Strategi, Metode, dan Teknik dalam Community Action Plan (CAP)

Community Action Plan (CAP) adalah salah satu bentuk metode pendekatan efektif dalam proses perencanaan dan pembangunan partisipatif. Dengan CAP ini, segala bentuk perencanaan tindakan dilakukan bersama masyarakat. Selain itu, CAP juga dapat dijadikan sebagai upaya untuk merangsang suatu proses perencanaan yang berbasis pada keterlibatan aktif masyarakat dari wilayah perencanaan itu sendiri.

Proses CAP akan menghasilkan suatu rencana tindak bersama yang berorientasi pada hasil dalam jangka waktu tertentu, dengan pelaksanan dan penanggung jawab kegiatan yang jelas, rincian strategi pelaksanaan yang lengkap dan disepakati oleh seluruh pihak yang terlibat dalam rencana tindak tersebut. perumusan strategi yang disepakati oleh seluruh pihak diharap mampu memberi jaminan ketepatan sasaran serta dukungan dari semua pihak yang terlibat baik dalam pelaksanaan maupun pemeliharaan dari hasil tindakan yang telah dilakukan.

Tahapan dalam CAP

1. Pra-CAP = Merupakan tahap persiapan yang meliputi pengarahan masyarakat untuk berkomitmen dalam kegiatan CAP, penyiapan profil komunitas dan pembuatan panitia lokakarya.
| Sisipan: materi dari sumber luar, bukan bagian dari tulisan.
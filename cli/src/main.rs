//! CLI entrypoint for buildcrew
//!
//! This is the main binary that wires together all layers using
//! dependency injection.

use anyhow::{Context, Result, anyhow, bail};
use buildcrew_application::{GenerationService, Orchestrator};
use buildcrew_domain::OutputFormat;
use buildcrew_infrastructure::{ConfigLoader, FileConfig, FixtureGenerationService, JsonlMessageLog};
use buildcrew_presentation::{Cli, ConsoleFormatter, ProgressReporter, SimpleProgress};
use clap::Parser;
use std::io::IsTerminal;
use std::path::Path;
use std::process::ExitCode;
use std::sync::Arc;
use tracing::{info, warn};
use tracing_appender::non_blocking::WorkerGuard;
use tracing_subscriber::{EnvFilter, layer::SubscriberExt, util::SubscriberInitExt};

#[tokio::main]
async fn main() -> Result<ExitCode> {
    let cli = Cli::parse();

    // Keep the guard alive so the file writer flushes on exit
    let _log_guard = init_logging(cli.verbose, cli.log_dir.as_deref())?;

    if cli.show_config {
        ConfigLoader::print_config_sources(cli.config.as_deref());
        return Ok(ExitCode::SUCCESS);
    }

    let config = if cli.no_config {
        ConfigLoader::load_defaults()
    } else {
        ConfigLoader::load(cli.config.as_deref())
            .map_err(|e| anyhow!("Failed to load configuration: {}", e))?
    };
    config.validate().context("Invalid configuration")?;

    let Some(requirement) = cli.requirement else {
        bail!("A requirement is required, e.g. buildcrew \"A todo app with user accounts\"");
    };

    if !config.output.color {
        colored::control::set_override(false);
    }

    let format = config
        .output
        .resolve_format(cli.output.map(OutputFormat::from));

    info!("Starting buildcrew");

    let run = BuildRun {
        requirement: &requirement,
        format,
        quiet: cli.quiet,
        config: &config,
    };

    // === Dependency Injection ===
    if let Some(path) = &cli.fixtures {
        let fixtures = FixtureGenerationService::from_file(path)?;
        info!(
            "Answering from fixture {} ({} shapes)",
            path.display(),
            fixtures.keys().count()
        );
        return run.execute(Arc::new(fixtures)).await;
    }

    execute_http(&run).await
}

#[cfg(feature = "http")]
async fn execute_http(run: &BuildRun<'_>) -> Result<ExitCode> {
    let generation = &run.config.generation;
    let service = buildcrew_infrastructure::HttpGenerationService::from_config(generation)?;
    info!("Using model {} at {}", service.model(), generation.endpoint);
    run.execute(Arc::new(service)).await
}

#[cfg(not(feature = "http"))]
async fn execute_http(_run: &BuildRun<'_>) -> Result<ExitCode> {
    bail!("Built without the `http` feature; use --fixtures <PATH>")
}

/// Everything a single build needs besides the generation backend
struct BuildRun<'a> {
    requirement: &'a str,
    format: OutputFormat,
    quiet: bool,
    config: &'a FileConfig,
}

impl BuildRun<'_> {
    async fn execute<G: GenerationService + 'static>(&self, generation: Arc<G>) -> Result<ExitCode> {
        let mut orchestrator =
            Orchestrator::new(generation).with_config(self.config.pipeline.to_pipeline_config());

        if let Some(path) = &self.config.logging.message_log {
            match JsonlMessageLog::new(path) {
                Some(log) => {
                    info!("Mirroring messages to {}", log.path().display());
                    orchestrator = orchestrator.with_message_log(Arc::new(log));
                }
                None => warn!("Message log disabled: could not open {}", path.display()),
            }
        }

        if !self.quiet {
            orchestrator = if std::io::stderr().is_terminal() {
                orchestrator.with_progress(Arc::new(ProgressReporter::new()))
            } else {
                orchestrator.with_progress(Arc::new(SimpleProgress))
            };
            if self.format != OutputFormat::Json {
                println!();
                println!("Requirement: {}", self.requirement);
                println!();
            }
        }

        // Dropping the run future on Ctrl-C marks the run as failed
        let outcome = tokio::select! {
            outcome = orchestrator.run(self.requirement) => outcome,
            _ = tokio::signal::ctrl_c() => {
                warn!("Interrupted");
                eprintln!("Interrupted");
                return Ok(ExitCode::from(130));
            }
        };

        match outcome {
            Ok(project) => {
                println!("{}", ConsoleFormatter::format(&project, self.format));
                Ok(ExitCode::SUCCESS)
            }
            Err(error) => {
                eprintln!(
                    "{}",
                    ConsoleFormatter::format_failure(
                        &error.to_string(),
                        &orchestrator.status_snapshot(),
                        &orchestrator.message_log(),
                    )
                );
                Ok(ExitCode::FAILURE)
            }
        }
    }
}

/// Console logging filtered by verbosity, plus an optional file log
fn init_logging(verbose: u8, log_dir: Option<&Path>) -> Result<Option<WorkerGuard>> {
    let level = match verbose {
        0 => "warn",
        1 => "info",
        2 => "debug",
        _ => "trace", // -vvv or more
    };
    let filter = EnvFilter::try_from_default_env().unwrap_or_else(|_| EnvFilter::new(level));

    let console = tracing_subscriber::fmt::layer()
        .with_target(false)
        .with_writer(std::io::stderr);

    let (file, guard) = match log_dir {
        Some(dir) => {
            std::fs::create_dir_all(dir)
                .with_context(|| format!("Failed to create log directory {}", dir.display()))?;
            let appender = tracing_appender::rolling::never(dir, "buildcrew.log");
            let (writer, guard) = tracing_appender::non_blocking(appender);
            let layer = tracing_subscriber::fmt::layer()
                .with_ansi(false)
                .with_writer(writer);
            (Some(layer), Some(guard))
        }
        None => (None, None),
    };

    tracing_subscriber::registry()
        .with(filter)
        .with(console)
        .with(file)
        .init();

    Ok(guard)
}
//! Offline Generation Service answering from a JSON fixture file.
//!
//! The fixture is one JSON object keyed by shape name:
//!
//! ```json
//! {
//!   "architecture": { "overview": "...", "tech_stack": [], "modules": [] },
//!   "generated_file": [ { "path": "a.ts", ... }, { "path": "b.ts", ... } ],
//!   "text": "free text answer"
//! }
//! ```
//!
//! An array value is served one entry per call, wrapping around at the end.

use async_trait::async_trait;
use buildcrew_application::{GenerationError, GenerationService};
use buildcrew_domain::ResponseShape;
use serde_json::{Map, Value};
use std::collections::HashMap;
use std::path::{Path, PathBuf};
use std::sync::Mutex;
use thiserror::Error;
use tracing::debug;

/// Key used for `generate_text` answers
const TEXT_KEY: &str = "text";

#[derive(Error, Debug)]
pub enum FixtureError {
    #[error("Failed to read fixture {path}: {source}")]
    Io {
        path: PathBuf,
        #[source]
        source: std::io::Error,
    },

    #[error("Fixture {path} is not valid JSON: {source}")]
    Parse {
        path: PathBuf,
        #[source]
        source: serde_json::Error,
    },

    #[error("Fixture must be a JSON object keyed by shape name")]
    NotAnObject,
}

pub struct FixtureGenerationService {
    entries: Map<String, Value>,
    cursors: Mutex<HashMap<String, usize>>,
}

impl FixtureGenerationService {
    pub fn from_value(value: Value) -> Result<Self, FixtureError> {
        match value {
            Value::Object(entries) => Ok(Self {
                entries,
                cursors: Mutex::new(HashMap::new()),
            }),
            _ => Err(FixtureError::NotAnObject),
        }
    }

    pub fn from_file(path: impl AsRef<Path>) -> Result<Self, FixtureError> {
        let path = path.as_ref();
        let text = std::fs::read_to_string(path).map_err(|source| FixtureError::Io {
            path: path.to_path_buf(),
            source,
        })?;
        let value = serde_json::from_str(&text).map_err(|source| FixtureError::Parse {
            path: path.to_path_buf(),
            source,
        })?;
        Self::from_value(value)
    }

    /// Shape names this fixture can answer
    pub fn keys(&self) -> impl Iterator<Item = &str> {
        self.entries.keys().map(String::as_str)
    }

    fn next(&self, key: &str) -> Result<Value, GenerationError> {
        let entry = self
            .entries
            .get(key)
            .ok_or_else(|| GenerationError::Other(format!("no fixture entry for '{}'", key)))?;

        match entry {
            Value::Array(items) if items.is_empty() => Err(GenerationError::Other(format!(
                "fixture entry '{}' is empty",
                key
            ))),
            Value::Array(items) => {
                let mut cursors = self
                    .cursors
                    .lock()
                    .unwrap_or_else(std::sync::PoisonError::into_inner);
                let cursor = cursors.entry(key.to_string()).or_default();
                let item = items[*cursor % items.len()].clone();
                *cursor += 1;
                Ok(item)
            }
            other => Ok(other.clone()),
        }
    }
}

#[async_trait]
impl GenerationService for FixtureGenerationService {
    async fn generate_structured(
        &self,
        _prompt: &str,
        shape: &ResponseShape,
    ) -> Result<Value, GenerationError> {
        debug!("Serving fixture for '{}'", shape.name);
        self.next(shape.name)
    }

    async fn generate_text(&self, _prompt: &str) -> Result<String, GenerationError> {
        match self.next(TEXT_KEY)? {
            Value::String(text) => Ok(text),
            other => Ok(other.to_string()),
        }
    }
}
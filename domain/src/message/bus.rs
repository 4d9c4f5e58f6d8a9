//! Append-only message log

use super::entities::{Message, MessageDraft};
use chrono::Utc;

/// Ordered, append-only log of inter-agent messages.
///
/// Used for audit and observability only; nothing in the pipeline reads
/// the log to decide what to do next.
#[derive(Debug, Clone, Default)]
pub struct MessageBus {
    messages: Vec<Message>,
    next_id: u64,
}

impl MessageBus {
    pub fn new() -> Self {
        Self::default()
    }

    /// Clear the log and restart sequence ids
    pub fn reset(&mut self) {
        self.messages.clear();
        self.next_id = 0;
    }

    /// Stamp the draft with the next sequence id and the current time, then append it.
    pub fn append(&mut self, draft: MessageDraft) -> Message {
        self.next_id += 1;
        let message = Message {
            id: self.next_id,
            from: draft.from,
            to: draft.to,
            content: draft.content,
            kind: draft.kind,
            timestamp: Utc::now(),
        };
        self.messages.push(message.clone());
        message
    }

    pub fn all(&self) -> &[Message] {
        &self.messages
    }

    pub fn len(&self) -> usize {
        self.messages.len()
    }

    pub fn is_empty(&self) -> bool {
        self.messages.is_empty()
    }
}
Tahapan ini berfungsi untuk menginformasikan tentang apa yang diharapkan dari kegiatan CAP yang terdiri atas kegiatan sosialisasi awal sebagai tahapan perkenalan kepada masyarakat dan semua stakeholder, pembuatan social mapping untuk memetakan wilayah perencanaan mereka sendiri yang berisikan segala bentuk potensi, permasalahan, dan peta aktivitas sosial, ekonomi, dan politik lokal termasuk kelembagaan-kelembagaan lokal yang ada, serta pengorganisasian masyarakat untuk membentuk wadah kegiatan bersama.

2. Lokakarya (Musyawarah/Diskusi) CAP = Tahap lokakarya ini berisikan presentasi dan diskusi dari hasil pemetaan seluruh permasalahan yang diawali dengan merumuskan dan membahas seluruh permasalahan dalam suatu kelompok-kelompok kerja kecil atau secara musyawarah. Setelah ditemukan rumusan-rumusan permasalahan yang lebih komprehensif, baru lah dilakukan presentasi dan diskusi oleh seluruh anggota masyarakat yang terlibat untuk mencapai suatu komitmen bersama. Hasil dari setiap lokakarya didokumentasikan dalam sebuah folder kemudian diserahkan kepada masyarakat dan pemerintah sebagai rekaman kesepakatan yang telah dicapai. Dalam tahap lokakarya ini, masyarakat nantinya akan dibagi menjadi kelompok-kelompok kecil dalam suatu kegiatan microproject dimana mereka nantinya akan berdiskusi sesuai kelompok-kelompok kecil ini. Pembagian kelompok kecil ini dapat dibagi berdasar kesamaan kondisi sosial, ekonomi (mata pencaharian), atau pun yang memiliki suatu kepentingan yang sama.

3. Post-CAP (Implementasi) = Tahap Post-CAP ini lebih dititikberatkan pada kesepakatan-kesepakatan yang telah didapat dalam tahap lokarya sebelumnya. Kesepakatan-kesepakatan tidak saja berupa pelaksanaan dari program dan budgeting (pendanaan), tetapi juga terkait dengan komitmen masyarakat terhadap perubahan perilaku dan pola ocal masyarakat yang lebih baik. Tahapan ini berisi pula monitoring proses implementasi kegiatan yang telah dilakukan.